Price stability is the maintenance of inflation between 2-3% to maintain inflationary


pressures. Fiscal policy is not implemented with the objective of maintaining price
stability but affecting it indirectly through the government's manipulation of the
budget through expansionary and contractionary stances, to control inflation. In
response to post GFC recovery that caused demand-pull inflationary pressures, the
2011-12 annual budget adopted a contractionary stance, which resulted in the fiscal
deficit falling 1.9% of GDP. Consequently, inflation dropped from an average of 3.1%
in 2010-11 to 2.1% in 2011-12, despite sustained interest rates, highlighting FPs
success in maintaining price stability.

Monetary- Price stability


Following on, Monetary policy is the main instrument used to affect achieve price
stability, which has been effective in sustaining EG at a level that has not created

excessive inflationary pressures.
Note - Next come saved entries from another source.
impl NetworkManager {
    pub fn get_shared(rt: &Runtime) -> Result<Arc<Self>> {
        Self::get_shared_with(rt, WifiOptions::default())
    }

    pub fn get_shared_with(rt: &Runtime, options: WifiOptions) -> Result<Arc<Self>> {
        rt.network().get_or_try_create(|| Self::create(rt, options))
    }

    /// The live instance, if any, without creating one.
    pub fn get_weak(rt: &Runtime) -> Weak<Self> {
        rt.network().get_weak()
    }

    fn create(rt: &Runtime, options: WifiOptions) -> Result<Arc<Self>> {
        debug!("Constructing instance");
        let services = rt.services();
        let driver = services.wifi.clone();

        // Credentials from an earlier provisioning run, if any
        let mut credentials = CredentialStore::open(services.storage.as_ref())
            .context("Failed to open the WiFi NVS namespace")?;
        if options.clear_credentials_on_construction {
            warn!("Clearing stored WiFi credentials on construction");
            credentials.erase();
        }

        // Network interface and event loop come first; both outlive this instance
        if rt.take_netif_init() {
            driver.netif_init().context("esp_netif_init failed")?;
        }

        tolerate_invalid_state(services.events.create_default_loop())
            .context("Failed to create the default event loop")?;

        let netif = driver
            .create_default_sta_netif()
            .context("Failed to create the default STA netif")?;

        let event_group = EventGroup::new().context("Failed to allocate the WiFi event group")?;

        let manager = Arc::new(Self {
            driver: driver.clone(),
            state: Mutex::new(WifiState::NetifInitialised),
            credentials: Mutex::new(credentials),
            netif: Mutex::new(netif),
            event_group,
            subscriptions: Mutex::new(Vec::new()),
            task: Mutex::new(None),
        });

        // Handlers go in before the driver starts so STA_START is not missed
        manager
            .subscribe(&services.events)
            .context("Failed to register WiFi event handlers")?;

        // Bring the radio up in station mode
        driver.init().context("esp_wifi_init failed")?;
        driver.set_mode_sta().context("esp_wifi_set_mode failed")?;
        driver.start().context("esp_wifi_start failed")?;
        manager.set_state(WifiState::Started);
        info!("📶 WiFi station started");

        manager.connect_stored();

        Ok(manager)
    }

    fn subscribe(self: &Arc<Self>, events: &Arc<dyn EventBus>) -> Result<(), DriverError> {
        let wifi = subscribe(events, EventBase::Wifi, ANY_ID, self.event_handler())?;
        let ip = subscribe(events, EventBase::Ip, ip_event::STA_GOT_IP, self.event_handler())?;
        lock(&self.subscriptions).extend([wifi, ip]);
        Ok(())
    }

    // Handlers only hold a weak reference and resolve it per event.
    fn event_handler(self: &Arc<Self>) -> EventHandler {
        let weak = Arc::downgrade(self);
        Arc::new(move |base: EventBase, id: i32, data: &EventData| {
            let Some(manager) = weak.upgrade() else {
                warn!("Event {}:{} ignored; no instance of this class exists", base, id);
                return;
            };

            let status = match base {
                EventBase::Wifi => manager.handle_wifi_event(id, data),
                EventBase::Ip => manager.handle_ip_event(id, data),
                EventBase::SmartConfig => HandleStatus::Unhandled,
            };
            if status == HandleStatus::Unhandled {
                warn!("Unhandled {} {}", base, id);
            }
        })
    }

    fn connect_stored(&self) {
        let (ssid, password) = {
            let mut credentials = lock(&self.credentials);
            (credentials.ssid(), credentials.password())
        };

        if ssid.is_empty() || password.is_empty() {
            info!("No stored WiFi credentials");
            return;
        }

        info!("📶 Connecting to stored network {}", ssid);
        let config = ClientConfig::new(&ssid, &password);
        if let Err(e) = self.driver.set_config(&config) {
            error!("Failed to apply stored config: {}", e);
            return;
        }
        if let Err(e) = self.driver.connect() {
            error!("Failed to connect with stored config: {}", e);
        }
    }

    fn handle_wifi_event(self: &Arc<Self>, id: i32, data: &EventData) -> HandleStatus {
        match id {
            wifi_event::STA_START => {
                self.spawn_watcher();
                HandleStatus::Ok
            }
            wifi_event::STA_CONNECTED => {
                self.set_state(WifiState::Connected);
                info!("🔗 Connected");
                HandleStatus::Ok
            }
            wifi_event::STA_DISCONNECTED => {
                if let EventData::Disconnected { reason } = data {
                    info!("⚠️ Disconnected (reason {}), reconnecting", reason);
                }
                if let Err(e) = self.driver.connect() {
                    warn!("Reconnect attempt rejected: {}", e);
                }
                self.event_group.clear_bits(CONNECTED_BIT);
                HandleStatus::Ok
            }
            _ => HandleStatus::Unhandled,
        }
    }

    fn handle_ip_event(&self, id: i32, data: &EventData) -> HandleStatus {
        match id {
            ip_event::STA_GOT_IP => {
                if let EventData::GotIp { ip } = data {
                    info!("🌐 Got IP {}", ip);
                }
                self.set_state(WifiState::GotIp);
                self.event_group.set_bits(CONNECTED_BIT);
                HandleStatus::Ok
            }
            _ => HandleStatus::Unhandled,
        }
    }

    fn spawn_watcher(self: &Arc<Self>) {
        let mut task = lock(&self.task);
        if task.as_ref().is_some_and(|t| !t.is_finished()) {
            warn!("Connection watcher already running");
            return;
        }

        let group = self.event_group.clone();
        let weak = Arc::downgrade(self);
        match Task::spawn(&TASK, move || Self::watch_connection(group, weak)) {
            Ok(spawned) => {
                info!("Started task {}", spawned.name());
                // Reaps the previous, finished watcher.
                *task = Some(spawned);
            }
            Err(e) => {
                error!("{:#}", e);
                self.set_state(WifiState::Error);
            }
        }
    }

    fn watch_connection(group: EventGroup, manager: Weak<Self>) {
        loop {
            let result = group.wait_bits(CONNECTED_BIT | TASK_STOP_BIT, true, false, Timeout::FOREVER);
            if !result.success {
                continue;
            }
            if result.bits.contains(TASK_STOP_BIT) {
                debug!("Connection watcher stopping");
                return;
            }

            let Some(manager) = manager.upgrade() else {
                return;
            };
            match manager.active_config() {
                Some(config) => info!("✅ WiFi Connected to AP {}", config.ssid_str()),
                None => info!("✅ WiFi Connected"),
            }
            manager.set_state(WifiState::Done);
            task::log_stack_usage(&TASK);
            return;
        }
    }

    pub fn state(&self) -> WifiState {
        *lock(&self.state)
    }

    fn set_state(&self, state: WifiState) {
        *lock(&self.state) = state;
    }

    /// Switch to `config`. The disconnect status is ignored, since
    /// disconnecting while not connected is expected.
    pub fn reconnect_to(&self, config: &ClientConfig) -> bool {
        if let Err(e) = self.driver.disconnect() {
            debug!("Disconnect before reconnect: {}", e);
        }

        if let Err(e) = self.driver.set_config(config) {
            error!("Failed to set config: {}", e);
            return false;
        }

        if let Err(e) = self.driver.connect() {
            error!("Failed to connect: {}", e);
            return false;
        }

        true
    }

    pub fn disconnect(&self) -> bool {
        match self.driver.disconnect() {
            Ok(()) => true,
            Err(e) => {
                error!("Failed to disconnect: {}", e);
                false
            }
        }
    }

    /// The configuration the driver is currently using.
    pub fn active_config(&self) -> Option<ClientConfig> {
        match self.driver.get_config() {
            Ok(config) => Some(config),
            Err(e) => {
                error!("Failed to read the active config: {}", e);
                None
            }
        }
    }

    pub fn stored_ssid(&self) -> String {
        lock(&self.credentials).ssid()
    }

    pub fn stored_password(&self) -> String {
        lock(&self.credentials).password()
    }

    /// Persist `config`. Fields that are not valid UTF-8 cannot be stored as
    /// NVS strings, so such a config is refused rather than stored altered.
    pub fn store_credentials(&self, config: &ClientConfig) -> bool {
        let (Some(ssid), Some(password)) = (config.ssid_text(), config.password_text()) else {
            error!(
                "❌ Credentials for {} are not valid UTF-8, not saving them",
                config.ssid_str()
            );
            return false;
        };
        lock(&self.credentials).store(ssid, password)
    }

    pub fn erase_credentials(&self) -> bool {
        lock(&self.credentials).erase()
    }

    pub fn erase_stored_ssid(&self) -> bool {
        lock(&self.credentials).erase_ssid()
    }

    pub fn erase_stored_password(&self) -> bool {
        lock(&self.credentials).erase_password()
    }
}

impl Drop for NetworkManager {
    fn drop(&mut self) {
        debug!("Deconstructing instance");

        // Stop the connection watcher before the driver goes away
        if let Some(mut task) = lock(&self.task).take() {
            task.stop(&self.event_group);
        }

        // Tear the driver down in reverse order; failures here are only logged
        let steps: [(&str, fn(&dyn WifiDriver) -> Result<(), DriverError>); 3] = [
            ("esp_wifi_disconnect", |d| d.disconnect()),
            ("esp_wifi_stop", |d| d.stop()),
            ("esp_wifi_deinit", |d| d.deinit()),
        ];
        for (name, step) in steps {
            debug!("{}", name);
            if let Err(e) = step(self.driver.as_ref()) {
                debug!("{} returned {}", name, e);
            }
        }

        let mut netif = lock(&self.netif);
        if let Some(&id) = netif.get() {
            if let Err(e) = self.driver.clear_default_handlers(id) {
                warn!("Failed to clear default WiFi handlers: {}", e);
            }
        }

        // Unregister our handlers, then release the netif
        lock(&self.subscriptions).clear();
        netif.reset();

        *lock(&self.state) = WifiState::Idle;
        info!("📴 Wifi deconstructed");
    }
}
By targeting a transparent and credible 2-3%


inflation threshold over the business cycle, MP has effectively anchored inflationary
expectations thus dampening fears of a wage price spiral. In fact, since 1993 Australia
has not experienced such a self-perpetuating cycle, and inflation has averaged 2.7%
compared to 7.7% from 1966-1992. This stable rate has also alleviated the risk of a
recession-which high inflation is a precursor to- evidenced by Australias 21 years of
consecutive EG at an average of 3.9%p.a. Thus monetary policy has been
instrumental in maintaining a sustainable EG and inflation.